Contributing Reporter / Religion Blogger

Oak Park residents Mac and Harriette Robinet installed ground source heat pumps (geothermal system) outside their home in 2011 and 12 solar panels on their garage roof last summer. Mac, who worked as a physicist at Argonne National Laboratory for 39 years, estimates they are already saving 20% on the cost of energy.

The geothermal system reduces their consumption of gas to virtually zero, he said. The ground source heat pumps use more electricity than a gas furnace, and because electricity costs about three times as much as gas, the difference in their energy bills hasn't been that significant compared to years past. But before they had the geothermal system installed, they did not have central air conditioning. With that added benefit taken into account, the savings are much greater. 

Robinet's system is rated at five tons. "A ton," Mac explained, "is a measure of cooling equal to the cooling a ton of melting ice would produce in a 24-hour period."

In addition to saving on gas, their solar panels provide some of the electricity they would be paying ComEd for. 

"Our system will produce 3500 kilowatt hours of energy," he explained. "Right now the cost of electricity is about 10 cents/kilowatt hour, which means we will make about $340 a year." 

On summer days when the sun shines for 10 hours, he added, "The solar panels will actually generate more electricity than we will consume and that surplus will be put back on the grid and credited to our account." 

The market cost of the 12 solar panels installed on his garage was about $12,000, but with a 30% rebate from the federal government and a 25% rebate from the state, the Robinets paid only $5,000 to add solar to their home. 

That means the solar panels will pay for themselves in about 16 years. For those who protest that is too long to wait, Mac responds that if you look at what you pay to be green as an investment, you are making about 6% a year. "You can't get anywhere near that at a bank," he noted.

However, the primary reason Mac and Harriette installed the earth-friendly energy sources was not financial but ethical. 
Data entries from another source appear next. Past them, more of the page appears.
//! Session and listener constructors.
//!
//! These are the entry points the client factories and server accept
//! loop build on: dial a remote over a fresh or supplied packet conn, or
//! listen on an address or a supplied conn.

use std::net::{IpAddr, Ipv4Addr, Ipv6Addr, SocketAddr};
use std::sync::Arc;

use veil_crypto::CipherInstance;

use crate::codec::DatagramCodec;
use crate::listener::Listener;
use crate::params::FecShards;
use crate::session::{Role, Session, SessionInner};
use crate::transport::{SharedConn, TransportError, TransportResult};
use crate::udp_async::UdpPacketConn;

/// Resolve `addr` (`host:port`) to its first address.
///
/// # Errors
/// `TransportError::Resolve` if the lookup fails or yields nothing.
pub async fn resolve_addr(addr: &str) -> TransportResult<SocketAddr> {
    tokio::net::lookup_host(addr)
        .await
        .map_err(|e| TransportError::Resolve(format!("{addr}: {e}")))?
        .next()
        .ok_or_else(|| TransportError::Resolve(format!("{addr}: no addresses")))
}

/// Wildcard address of the same family as `remote`, any port.
#[must_use]
pub fn unspecified_for(remote: SocketAddr) -> SocketAddr {
    let ip = match remote {
        SocketAddr::V4(_) => IpAddr::V4(Ipv4Addr::UNSPECIFIED),
        SocketAddr::V6(_) => IpAddr::V6(Ipv6Addr::UNSPECIFIED),
    };
    SocketAddr::new(ip, 0)
}

/// Dial `remote` over a fresh UDP socket the session owns.
///
/// The session is returned unconfigured.
///
/// # Errors
/// `Resolve` or `BindFailed`.
pub async fn dial(
    remote: &str,
    crypt: Option<CipherInstance>,
    fec: FecShards,
    conv: u32,
) -> TransportResult<Session> {
    let remote = resolve_addr(remote).await?;
    let conn = UdpPacketConn::bind(unspecified_for(remote)).await?;
    Ok(dial_with_conv(conv, remote, crypt, fec, Arc::new(conn), true))
}

/// Build a session to `remote` over `conn`.
///
/// With `owns_conn` the session closes `conn` when it closes. The session
/// reads `conn` itself once configured, so `conn` must not be shared with
/// another reader.
#[must_use]
pub fn dial_with_conv(
    conv: u32,
    remote: SocketAddr,
    crypt: Option<CipherInstance>,
    fec: FecShards,
    conn: SharedConn,
    owns_conn: bool,
) -> Session {
    tracing::debug!(conv, %remote, "dialing");
    Session::from_inner(SessionInner::new(
        conv,
        remote,
        conn,
        owns_conn,
        Role::Dialer,
        DatagramCodec::new(crypt),
        fec,
    ))
}

/// Listen on `addr` over a fresh UDP socket.
///
/// # Errors
/// `Resolve` or `BindFailed`.
pub async fn listen(
    addr: &str,
    crypt: Option<CipherInstance>,
    fec: FecShards,
) -> TransportResult<Listener> {
    let addr = resolve_addr(addr).await?;
    let conn = UdpPacketConn::bind(addr).await?;
    serve_conn(crypt, fec, Arc::new(conn))
}

/// Listen on a caller-supplied conn. The listener closes it on close.
///
/// Must be called within a Tokio runtime.
///
/// # Errors
/// `Closed` if `conn` is already closed.
pub fn serve_conn(
    crypt: Option<CipherInstance>,
    fec: FecShards,
    conn: SharedConn,
) -> TransportResult<Listener> {
    if conn.is_closed() {
        return Err(TransportError::Closed);
    }
    let local = conn.local_addr()?;
    let listener = Listener::start(conn, DatagramCodec::new(crypt), fec);
    tracing::info!(%local, "listening");
    Ok(listener)
}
"We are octogenarians," Harriette explained. "We won't be around for the payback. We did it primarily for the community because of global warming and moral conviction."

Mac said that for every kilowatt hour ComEd produces they dump into the air a pound of carbon dioxide, and with their solar panels generating 3500 kilowatt hours of electricity annually, they will be reducing the amount of CO2 in the air each year by almost two tons. 

The geothermal and solar systems combined will reduce their carbon footprint by 70%, eliminating eight tons of CO2 from the atmosphere.

Harriette said that being a scientist didn't give Mac a head start in becoming aware of the problem of global warming. "You learn; you grow; you read; you become aware," she said. "I don't think we knew it any sooner than anyone else." She paused and added, "But then again we are with a group of people [in this community] who are like that."

Mac smiled as he told the story of how he became aware of ground source heat pumps years ago, right after he had installed a brand new, high efficiency gas furnace. Frustrated at having invested money in an expensive furnace which he would rather replace with geothermal, he consoled himself that the warranty for the appliance was 15 years, not too long to wait for what he really wanted. As it turned out, he had to wait 30 years. The new furnace proved to be not only efficient but long-lasting.

In the meantime, he read everything he could about geothermal. He went to Triton and took every course on refrigeration and air conditioning. He joined the International Ground Source Heat Pump Association to learn even more.

Then he began advocating for geothermal. 

"It made so much sense to me," he recalled. "Every time I heard that someone was replacing a furnace, I'd write them a letter telling them about ground source heat pump heating and cooling, but nobody ever responded. I thought maybe I was doing something wrong."

It was while Mac was a member of the Oak Park Energy Advisory Commission that his persistence paid off. He proposed that in order to get a permit for a large building, the developer should have to include geothermal in the construction. He argued that not requiring ground source heat pumps was, in effect, a permit to pollute. When the lawyer replied that they could not do that sort of thing, the commissioners came up with a creative response.

The ordinance they wrote requires an energy analysis comparing the cost of heating and cooling using a geothermal system with the cost of a conventional system and predicting the operating and maintenance cost, energy consumption, and production of atmospheric carbon dioxide. 

"The thinking," Mac recalled, "was that anybody who would do the analysis honestly would have to come to the conclusion that they would have to use a ground source heat pump. Why would you not?"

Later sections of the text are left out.